Then there is only one! is one of the most famous prose texts by the German writer Wolfgang Borchert . It was his last work a few weeks before his death on November 20, 1947 and was performed for the first time on the radio on the day of Borchert's death. The postponed text is considered to be Borchert's legacy, in which the writer once again thematized war as the dominant motif of his work and called on his fellow men in the form of a manifesto to refuse to participate in future wars. The recurring prompt Say No! became a much-quoted motto in the peace movement and is often used as the title of the prose text.

content

The text begins with the following lines:

"You. Man at the machine and man in the workshop. If tomorrow they order you to stop making water pipes and cooking pots - but steel helmets and machine guns, then there is only one thing to do: say NO! "

- Wolfgang Borchert : Then there is only one!

This is followed by 12 more calls to the “girl behind the counter and girl in the office”, the “owner of the factory”, the “researcher in the laboratory”, the “poet in your room”, the “doctor at the sickbed”, the “priest up the pulpit ”, the“ captain on the steamer ”, the“ pilot on the airfield ”, the“ tailor on your board ”, the“ judge in the gown ”, the“ man at the station ”and the“ man in the village and Man in the City ”, which also end with the prompt“ Say NO! ”Before the most extensive appeal to mothers around the world concludes with the transition:

"Says no! Mothers say NO!
Because if you don't say NO, if YOU don't say no, mothers, then: "

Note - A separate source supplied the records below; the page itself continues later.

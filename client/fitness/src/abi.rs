//! The FitnessDataStorage contract interface.

use crate::error::ClientError;
use ethabi::{Contract, Event, Function, Token};

const FITNESS_DATA_STORAGE_ABI: &str = include_str!("../abi/FitnessDataStorage.json");

/// Parsed contract ABI shared by every deployment.
#[derive(Debug, Clone)]
pub struct FitnessAbi {
    contract: Contract,
}

impl FitnessAbi {
    pub fn load() -> Result<Self, ClientError> {
        let contract = Contract::load(FITNESS_DATA_STORAGE_ABI.as_bytes())?;
        Ok(Self { contract })
    }

    pub fn contract(&self) -> &Contract {
        &self.contract
    }

    pub fn function(&self, name: &str) -> Result<&Function, ClientError> {
        Ok(self.contract.function(name)?)
    }

    /// Calldata for `name(args..)`, selector included.
    pub fn encode(&self, name: &str, args: &[Token]) -> Result<Vec<u8>, ClientError> {
        Ok(self.function(name)?.encode_input(args)?)
    }

    pub fn decode(&self, name: &str, output: &[u8]) -> Result<Vec<Token>, ClientError> {
        Ok(self.function(name)?.decode_output(output)?)
    }

    pub fn updated_event(&self) -> Result<&Event, ClientError> {
        Ok(self.contract.event("FitnessDataUpdated")?)
    }
}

- Wolfgang Borchert : Then there is only one!

At this point the text changes to the description of an apocalyptic post-war state of a world without people, through which a last, fatally injured person wanders, whose question about why is no longer heard and answered by anyone. The text ends with the words:

"All of this will happen, tomorrow, tomorrow maybe, maybe tonight, maybe tonight, if - if - if you don't say NO."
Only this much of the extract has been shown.